Ogilvy was not a short hitter, not at the time, and he surely benefited from a remarkably high ball flight which helps when you're hitting approaches into some of the most devilish greens on earth. But he did not win this tournament by thrashing driver and only then engaging his brain. He was prepared and precise in his thinking, but ultimately considers this a triumph for his wedge game, above all else.

"Power is an enormous advantage, but the guy who wins... everyone will look back and be like 'wow, that guy got up and down a lot'," he continued, adding, "it'll probably be a long hitter" - because so many of the world's best are now long hitters - but that alone is not enough. For what it's worth his vote went to Jon Rahm on the basis of his ability with a 60-degree wedge around the greens and, of the market leaders, he's also the one I consider to be best equipped.

The point of all of this is to say that this beast of a golf course, a par 70 which is almost 7,500-yards in length, screams big-hitter on paper, but the path to victory requires a brilliant week around the greens. Ogilvy, Mickelson, Furyk, Montgomerie and Harrington all scrambled well, as had Davis Love in the 1997 PGA Championship here, as did Gary Woodland at Pebble Beach, as did Dustin Johnson at Oakmont. With birdies so hard to come by, avoiding bogeys is vital in any US Open, but a Winged Foot one more than most.

Johnson's short-game is solid but not as strong as that of Rahm, who auditioned for this when winning first the Memorial Tournament (-9, by three) and then the BMW Championship (-4), where he won that famous play-off with that mind-blowing putt. Of all the events played since June these are two of the strongest form guides and the Spaniard, who got better each day when 13th in the PGA, looks the man to beat.

The issue I have is that the scare stories will not be misplaced this time. We've seen already how thick the rough is and know that Ogilvy won in five-over. When conditions are this unrelenting, the form book becomes just a little less reliable - not enough to disregard it, but enough to avoid taking short prices. Ogilvy has long said majors are easier to win because there are fewer genuine contenders and he may be right, but at 8/1 and 10/1 I can let the top two players in the sport go when everyone is liable to making a seven or an eight.

To underscore the value of a quality short-game, consider this: the leader in greens hit back in 2006 still missed an average of six per round. That's more than twice as many as last week's Safeway Open equivalent and makes Winged Foot's greens - treacherous once found - as difficult to hit as anything we've seen since that brutal renewal which Ogilvy won. And it leads me to those who, yes, excel from tee-to-green - but also have the magic in their hands which will help them to avoid disaster.
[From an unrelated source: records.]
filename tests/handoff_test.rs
use doc_implementors::{CollectingRegistrar, HostContext, ImplementorMap};
use std::sync::Arc;

fn example_mapping() -> ImplementorMap {
    let mut map = ImplementorMap::new();
    map.insert("pkgA", vec!["implements Drop".to_string()]);
    map.insert("pkgB", vec![]);
    map
}

#[test]
fn hook_present_receives_mapping_verbatim() {
    let registrar = Arc::new(CollectingRegistrar::new());
    let mut host = HostContext::with_registrar(registrar.clone());

    host.publish(example_mapping());

    let collected = registrar.collected();
    assert_eq!(collected.len(), 1);
    assert_eq!(collected[0], example_mapping());

    // Keys and values come through in order, untouched.
    let names: Vec<&str> = collected[0].crate_names().collect();
    assert_eq!(names, vec!["pkgA", "pkgB"]);
    assert_eq!(collected[0].get("pkgA").unwrap(), ["implements Drop".to_string()]);
    assert!(collected[0].get("pkgB").unwrap().is_empty());

    // Pending slot remains untouched.
    assert!(host.pending().is_none());
}

#[test]
fn hook_absent_parks_mapping_with_no_other_effect() {
    let mut host = HostContext::new();

    host.publish(example_mapping());

    assert_eq!(host.pending(), Some(&example_mapping()));
    assert!(!host.has_registrar());
}

#[test]
fn repeated_loads_before_binding_keep_only_the_last_mapping() {
    let mut host = HostContext::new();

    let mut m1 = ImplementorMap::new();
    m1.insert("first_load", vec![]);
    let mut m2 = ImplementorMap::new();
    m2.insert("second_load", vec!["impl Send".to_string()]);

    host.publish(m1);
    host.publish(m2.clone());

    let registrar = Arc::new(CollectingRegistrar::new());
    host.bind_registrar(registrar.clone());

    // Only the last writer's mapping survived the hand-off.
    let collected = registrar.collected();
    assert_eq!(collected.len(), 1);
    assert_eq!(collected[0], m2);
}

#[test]
fn draining_between_loads_preserves_both_mappings() {
    let mut host = HostContext::new();

    let mut m1 = ImplementorMap::new();
    m1.insert("first_load", vec![]);
    let mut m2 = ImplementorMap::new();
    m2.insert("second_load", vec![]);

    host.publish(m1.clone());
    let drained = host.take_pending();
    host.publish(m2.clone());

    assert_eq!(drained, Some(m1));
    assert_eq!(host.take_pending(), Some(m2));
    assert_eq!(host.take_pending(), None);
}

#[test]
fn binding_after_drain_does_not_replay() {
    let mut host = HostContext::new();
    host.publish(example_mapping());
    assert!(host.take_pending().is_some());

    let registrar = Arc::new(CollectingRegistrar::new());
    host.bind_registrar(registrar.clone());
    assert!(registrar.collected().is_empty());

    // Publishes after binding go straight to the hook.
    host.publish(example_mapping());
    assert_eq!(registrar.collected().len(), 1);
    assert!(host.pending().is_none());
}
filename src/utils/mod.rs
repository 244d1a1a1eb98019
pub mod error;
pub mod logger;
pub mod monitor;
pub mod validation;
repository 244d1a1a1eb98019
use crate::core::Pipeline;
use crate::utils::error::Result;
use crate::utils::monitor::SystemMonitor;

pub struct RegistryEngine<P: Pipeline> {
    pipeline: P,
    monitor: SystemMonitor,
}

impl<P: Pipeline> RegistryEngine<P> {
    pub fn new(pipeline: P) -> Self {
        Self {
            pipeline,
            monitor: SystemMonitor::new(false),
        }
    }

    pub fn new_with_monitoring(pipeline: P, monitor_enabled: bool) -> Self {
        Self {
            pipeline,
            monitor: SystemMonitor::new(monitor_enabled),
        }
    }

    pub async fn run(&self) -> Result<String> {
        tracing::info!("Starting implementor registry scan...");

        tracing::info!("Collecting implementor files...");
        let files = self.pipeline.collect().await?;
        tracing::info!("Collected {} files", files.len());
        self.monitor.log_stats("Collect");

        tracing::info!("Parsing mappings...");
        let parsed = self.pipeline.parse(files).await?;
        tracing::info!("Parsed {} mappings", parsed.len());
        self.monitor.log_stats("Parse");

        tracing::info!("Publishing to host...");
        let output_path = self.pipeline.publish(parsed).await?;
        tracing::info!("Reports saved to: {}", output_path);
        self.monitor.log_stats("Publish");

        self.monitor.log_final_stats();
        Ok(output_path)
    }
}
That description may not scream HIDEKI MATSUYAMA, but the stats confirm that he's absolutely brilliant around the greens and, with the putter showing signs of behaving, he's top of my list.

I don't think there's any doubt that the best male player Asia has produced is good enough to emulate Korea's YE Yang and win a major - but there might be some doubt as to whether he believes it. Ever since he blew a mighty chance to win the 2017 PGA Championship and went on to tell reporters back home that his game wasn't good enough to compete with Brooks Koepka, confidence has been as big an issue as his putter.
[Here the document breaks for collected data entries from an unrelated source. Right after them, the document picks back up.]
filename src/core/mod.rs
pub mod engine;
pub mod host;
pub mod parse;
pub mod pipeline;

pub use crate::domain::model::{
    ImplementorMap, ParsedFile, ScanSummary, SourceFile, SummaryRow,
};
pub use crate::domain::ports::{ConfigProvider, DocStore, Pipeline, Registrar};
pub use crate::utils::error::Result;
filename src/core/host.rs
use crate::domain::model::ImplementorMap;
use crate::domain::ports::Registrar;
use std::sync::Arc;

/// Owns the registrar binding and the single pending hand-off slot.
///
/// A published mapping goes to exactly one place: the bound registrar if
/// one exists, the pending slot otherwise. The slot replaces on write, so
/// when several loads run before a registrar is bound only the last
/// mapping survives. Binding a registrar drains the slot exactly once.
///
/// The context itself is single-threaded; hosts that share it across
/// threads wrap it in a mutex (see `ScanPipeline`).
#[derive(Default)]
pub struct HostContext {
    registrar: Option<Arc<dyn Registrar>>,
    pending: Option<ImplementorMap>,
}

impl HostContext {
    pub fn new() -> Self {
        Self::default()
    }

    pub fn with_registrar(registrar: Arc<dyn Registrar>) -> Self {
        Self {
            registrar: Some(registrar),
            pending: None,
        }
    }

    /// Hands `map` off: dispatch to the registrar when bound, otherwise
    /// park it in the pending slot. Never both, never an error.
    pub fn publish(&mut self, map: ImplementorMap) {
        match &self.registrar {
            Some(registrar) => registrar.register(map),
            None => {
                if self.pending.is_some() {
                    tracing::warn!(
                        "no registrar bound yet; replacing pending mapping (previous one is lost)"
                    );
                }
                self.pending = Some(map);
            }
        }
    }

    /// Binds the registrar and forwards any parked mapping to it. The
    /// slot is drained at most once.
    pub fn bind_registrar(&mut self, registrar: Arc<dyn Registrar>) {
        if let Some(map) = self.pending.take() {
            tracing::debug!(crates = map.len(), "draining pending mapping into registrar");
            registrar.register(map);
        }
        self.registrar = Some(registrar);
    }

    /// Removes and returns the parked mapping, for hosts that drain the
    /// slot themselves instead of binding a registrar.
    pub fn take_pending(&mut self) -> Option<ImplementorMap> {
        self.pending.take()
    }

    pub fn has_registrar(&self) -> bool {
        self.registrar.is_some()
    }

    pub fn pending(&self) -> Option<&ImplementorMap> {
        self.pending.as_ref()
    }
}
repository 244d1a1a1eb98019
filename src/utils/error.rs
use thiserror::Error;

#[derive(Error, Debug)]
pub enum RegistryError {
    #[error("IO error: {0}")]
    IoError(#[from] std::io::Error),

    #[error("HTTP request failed: {0}")]
    HttpError(#[from] reqwest::Error),

    #[error("Serialization error: {0}")]
    SerializationError(#[from] serde_json::Error),

    #[error("CSV report error: {0}")]
    CsvError(#[from] csv::Error),

    #[error("Configuration error: {message}")]
    ConfigError { message: String },

    #[error("Invalid value for '{field}' ({value}): {reason}")]
    InvalidConfigValueError {
        field: String,
        value: String,
        reason: String,
    },

    #[error("Failed to parse implementors file '{file}': {reason}")]
    ParseError { file: String, reason: String },

    #[error("Processing error: {message}")]
    ProcessingError { message: String },
}

#[derive(Debug, Clone, Copy, PartialEq, Eq)]
pub enum ErrorCategory {
    Io,
    Network,
    Config,
    Parse,
    Processing,
}

#[derive(Debug, Clone, Copy, PartialEq, Eq)]
pub enum ErrorSeverity {
    Low,
    Medium,
    High,
    Critical,
}

impl RegistryError {
    pub fn category(&self) -> ErrorCategory {
        match self {
            Self::IoError(_) => ErrorCategory::Io,
            Self::HttpError(_) => ErrorCategory::Network,
            Self::SerializationError(_) | Self::ParseError { .. } => ErrorCategory::Parse,
            Self::CsvError(_) | Self::ProcessingError { .. } => ErrorCategory::Processing,
            Self::ConfigError { .. } | Self::InvalidConfigValueError { .. } => {
                ErrorCategory::Config
            }
        }
    }

    pub fn severity(&self) -> ErrorSeverity {
        match self {
            Self::ParseError { .. } => ErrorSeverity::Medium,
            Self::HttpError(_) => ErrorSeverity::Medium,
            Self::ConfigError { .. } | Self::InvalidConfigValueError { .. } => ErrorSeverity::High,
            Self::SerializationError(_) | Self::CsvError(_) | Self::ProcessingError { .. } => {
                ErrorSeverity::High
            }
            Self::IoError(_) => ErrorSeverity::Critical,
        }
    }

    pub fn recovery_suggestion(&self) -> String {
        match self {
            Self::IoError(_) => {
                "Check that the doc root and output paths exist and are writable".to_string()
            }
            Self::HttpError(_) => {
                "Check the docs endpoint URL and network connectivity, then retry".to_string()
            }
            Self::SerializationError(_) => {
                "The file's embedded JSON is malformed; regenerate the docs".to_string()
            }
            Self::CsvError(_) => "Check the report output path and disk space".to_string(),
            Self::ConfigError { .. } | Self::InvalidConfigValueError { .. } => {
                "Fix the configuration value and run again".to_string()
            }
            Self::ParseError { .. } => {
                "Regenerate the implementors file, or run without --strict to skip it".to_string()
            }
            Self::ProcessingError { .. } => "Re-run with --verbose for details".to_string(),
        }
    }

    pub fn user_friendly_message(&self) -> String {
        match self {
            Self::ParseError { file, .. } => {
                format!("Could not read implementor data from {}", file)
            }
            Self::InvalidConfigValueError { field, reason, .. } => {
                format!("Configuration field '{}' is invalid: {}", field, reason)
            }
            other => other.to_string(),
        }
    }
}

pub type Result<T> = std::result::Result<T, RegistryError>;

#[cfg(test)]
mod tests {
    use super::*;

    #[test]
    fn parse_errors_are_medium_severity() {
        let err = RegistryError::ParseError {
            file: "implementors/core/ops/drop/trait.Drop.js".to_string(),
            reason: "missing implementors marker".to_string(),
        };
        assert_eq!(err.category(), ErrorCategory::Parse);
        assert_eq!(err.severity(), ErrorSeverity::Medium);
        assert!(err.user_friendly_message().contains("trait.Drop.js"));
    }

    #[test]
    fn config_errors_are_high_severity() {
        let err = RegistryError::InvalidConfigValueError {
            field: "doc_root".to_string(),
            value: "".to_string(),
            reason: "Path cannot be empty".to_string(),
        };
        assert_eq!(err.category(), ErrorCategory::Config);
        assert_eq!(err.severity(), ErrorSeverity::High);
    }
}
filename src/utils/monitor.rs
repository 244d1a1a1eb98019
#[cfg(feature = "cli")]
use std::sync::Mutex;
#[cfg(feature = "cli")]
use std::time::{Duration, Instant};
#[cfg(feature = "cli")]
use sysinfo::{Pid, RefreshKind, System};

#[cfg(feature = "cli")]
#[derive(Debug, Clone)]
pub struct SystemStats {
    pub cpu_usage: f32,
    pub memory_usage_mb: u64,
    pub peak_memory_mb: u64,
    pub elapsed_time: Duration,
}

#[cfg(feature = "cli")]
struct MonitorInner {
    system: System,
    peak_memory_mb: u64,
}

/// Per-phase process stats for long scans, behind the `cli` feature.
#[cfg(feature = "cli")]
pub struct SystemMonitor {
    inner: Mutex<MonitorInner>,
    pid: Pid,
    start_time: Instant,
    enabled: bool,
}

#[cfg(feature = "cli")]
impl SystemMonitor {
    pub fn new(enabled: bool) -> Self {
        let mut system = System::new_with_specifics(RefreshKind::everything());
        system.refresh_all();
        let pid = sysinfo::get_current_pid().expect("Failed to get current PID");

        Self {
            inner: Mutex::new(MonitorInner {
                system,
                peak_memory_mb: 0,
            }),
            pid,
            start_time: Instant::now(),
            enabled,
        }
    }

    pub fn get_stats(&self) -> Option<SystemStats> {
        if !self.enabled {
            return None;
        }

        let mut inner = self.inner.lock().ok()?;
        inner.system.refresh_all();

        let process = inner.system.process(self.pid)?;
        let memory_mb = process.memory() / 1024 / 1024;
        let cpu_usage = process.cpu_usage();

        if memory_mb > inner.peak_memory_mb {
            inner.peak_memory_mb = memory_mb;
        }

        Some(SystemStats {
            cpu_usage,
            memory_usage_mb: memory_mb,
            peak_memory_mb: inner.peak_memory_mb,
            elapsed_time: self.start_time.elapsed(),
        })
    }

    pub fn log_stats(&self, phase: &str) {
        if let Some(stats) = self.get_stats() {
            tracing::info!(
                "📊 {} - CPU: {:.1}%, Memory: {}MB, Peak: {}MB, Time: {:?}",
                phase,
                stats.cpu_usage,
                stats.memory_usage_mb,
                stats.peak_memory_mb,
                stats.elapsed_time
            );
        }
    }

    pub fn log_final_stats(&self) {
        if let Some(stats) = self.get_stats() {
            tracing::info!(
                "📊 Final Stats - Total Time: {:?}, Peak Memory: {}MB",
                stats.elapsed_time,
                stats.peak_memory_mb
            );
        }
    }

    pub fn is_enabled(&self) -> bool {
        self.enabled
    }
}

#[cfg(feature = "cli")]
impl Default for SystemMonitor {
    fn default() -> Self {
        Self::new(false)
    }
}

// No-op stand-in when built without the cli feature.
#[cfg(not(feature = "cli"))]
pub struct SystemMonitor;

#[cfg(not(feature = "cli"))]
impl SystemMonitor {
    pub fn new(_enabled: bool) -> Self {
        Self
    }

    pub fn log_stats(&self, _phase: &str) {}

    pub fn log_final_stats(&self) {}

    pub fn is_enabled(&self) -> bool {
        false
    }
}
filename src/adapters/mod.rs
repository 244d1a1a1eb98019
// Adapters layer: concrete implementations for external systems (storage,
// http, registrar hosts).

pub mod local;
pub mod registrar;
pub mod remote;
That really is the sole major worry and the hope must be that, from the opening 63 at Sawgrass back in the spring to contending for the BMW Championship two starts ago, he's built layers of belief which have him ready to win again.
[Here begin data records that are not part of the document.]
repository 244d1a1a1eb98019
use crate::domain::model::ImplementorMap;
use crate::utils::error::{RegistryError, Result};
use regex::Regex;
use std::sync::OnceLock;

// The generator wraps the mapping in an IIFE:
//   (function() {var implementors = {...};if (window.register_implementors)
//   {window.register_implementors(implementors);} else
//   {window.pending_implementors = implementors;}})()
// The object literal is valid JSON, so we locate the assignment and let a
// stream deserializer read exactly one value, ignoring the dispatch tail.
fn marker_regex() -> &'static Regex {
    static MARKER: OnceLock<Regex> = OnceLock::new();
    MARKER.get_or_init(|| Regex::new(r"var\s+implementors\s*=\s*").expect("static regex"))
}

pub fn parse_implementors_js(path: &str, source: &str) -> Result<ImplementorMap> {
    let marker = marker_regex().find(source).ok_or_else(|| RegistryError::ParseError {
        file: path.to_string(),
        reason: "missing 'var implementors =' marker".to_string(),
    })?;

    let rest = &source[marker.end()..];
    let mut stream = serde_json::Deserializer::from_str(rest).into_iter::<ImplementorMap>();

    match stream.next() {
        Some(Ok(map)) => Ok(map),
        Some(Err(e)) => Err(RegistryError::ParseError {
            file: path.to_string(),
            reason: format!("malformed mapping object: {}", e),
        }),
        None => Err(RegistryError::ParseError {
            file: path.to_string(),
            reason: "no mapping object after marker".to_string(),
        }),
    }
}

/// Whether the file carries the standard registrar dispatch tail. Its
/// absence does not affect parsing but indicates generator drift.
pub fn has_dispatch_tail(source: &str) -> bool {
    source.contains("register_implementors")
}

#[cfg(test)]
mod tests {
    use super::*;

    // Shaped like rustdoc's implementors/core/ops/drop/trait.Drop.js.
    const SAMPLE: &str = r#"(function() {var implementors = {
"cranelift_filetests":[["impl <a class=\"trait\" href=\"https://doc.rust-lang.org/nightly/core/ops/drop/trait.Drop.html\" title=\"trait core::ops::drop::Drop\">Drop</a> for CompiledTestFile"]],
"wasmtime":[["impl Drop for Exports&lt;'_&gt;"],["impl&lt;T&gt; Drop for Store&lt;T&gt;"]],
"wasmtime_environ":[]
};if (window.register_implementors) {window.register_implementors(implementors);} else {window.pending_implementors = implementors;}})()"#;

    #[test]
    fn parses_generated_file_shape() {
        let map = parse_implementors_js("trait.Drop.js", SAMPLE).unwrap();

        let names: Vec<&str> = map.crate_names().collect();
        assert_eq!(names, vec!["cranelift_filetests", "wasmtime", "wasmtime_environ"]);
        assert_eq!(map.get("wasmtime").unwrap().len(), 2);
        assert_eq!(map.get("wasmtime_environ").unwrap().len(), 0);
        // Descriptor HTML passes through verbatim, escapes intact.
        assert!(map.get("cranelift_filetests").unwrap()[0].contains("class=\"trait\""));
    }

    #[test]
    fn dispatch_tail_is_ignored_by_the_parser() {
        let map = parse_implementors_js("trait.Drop.js", SAMPLE).unwrap();
        assert_eq!(map.len(), 3);
        assert!(has_dispatch_tail(SAMPLE));
    }

    #[test]
    fn detects_missing_dispatch_tail() {
        let bare = r#"(function() {var implementors = {"a":[]};})()"#;
        assert!(!has_dispatch_tail(bare));
        let map = parse_implementors_js("bare.js", bare).unwrap();
        assert_eq!(map.len(), 1);
    }

    #[test]
    fn missing_marker_is_a_parse_error() {
        let err = parse_implementors_js("empty.js", "(function() {})()").unwrap_err();
        match err {
            RegistryError::ParseError { file, reason } => {
                assert_eq!(file, "empty.js");
                assert!(reason.contains("marker"));
            }
            other => panic!("unexpected error: {other:?}"),
        }
    }

    #[test]
    fn malformed_json_is_a_parse_error() {
        let bad = r#"var implementors = {"a": [unquoted]};"#;
        let err = parse_implementors_js("bad.js", bad).unwrap_err();
        assert!(matches!(err, RegistryError::ParseError { .. }));
    }

    #[test]
    fn whitespace_variants_around_assignment_parse() {
        let spaced = "var  implementors\n=\n{\"only\":[]};";
        let map = parse_implementors_js("spaced.js", spaced).unwrap();
        assert!(map.contains("only"));
    }
}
Matsuyama was third at Olympia Fields and it owed plenty to a field-leading performance around the greens. He'd produced a similar one when 22nd at the PGA Championship where his iron play went missing, and for the 2020 season he ranked fifth. Having been 12th in 2019, that's now three years in four that he's ranked inside the top 20 on the PGA Tour and though a misbehaving putter sometimes undermines it, he's great at getting up and down.

At his best, Matsuyama has few peers from tee-to-green and we've seen glimpses of that lately, too, but it's the improvement with the putter which is particularly encouraging. He was down the field at East Lake but before that ranked 33rd, 24th and 31st, and he's better on bentgrass/poa greens than he is on bermuda - significantly so.

As well as his recent credentials, Matsuyama boasts an excellent record in the US Open, in which he was 10th on debut at Merion (thick rough, over-par winning score) and second at Erin Hills, plus 16th at Shinnecock, 18th at Chambers Bay, 21st at Pebble Beach and 35th at Pinehurst.

Get the lowdown on every player in the US Open field by clicking the image above

Significantly, he flushed his way to fourth place at Baltusrol in the 2016 US PGA and then there's Bethpage, where he finished inside the top 20 in last year's edition of the same event. Both those courses are part of A.W. Tillinghast's portfolio and Matsuyama has all the tools to keep the ball in play and then pass the most serious of greenside tests.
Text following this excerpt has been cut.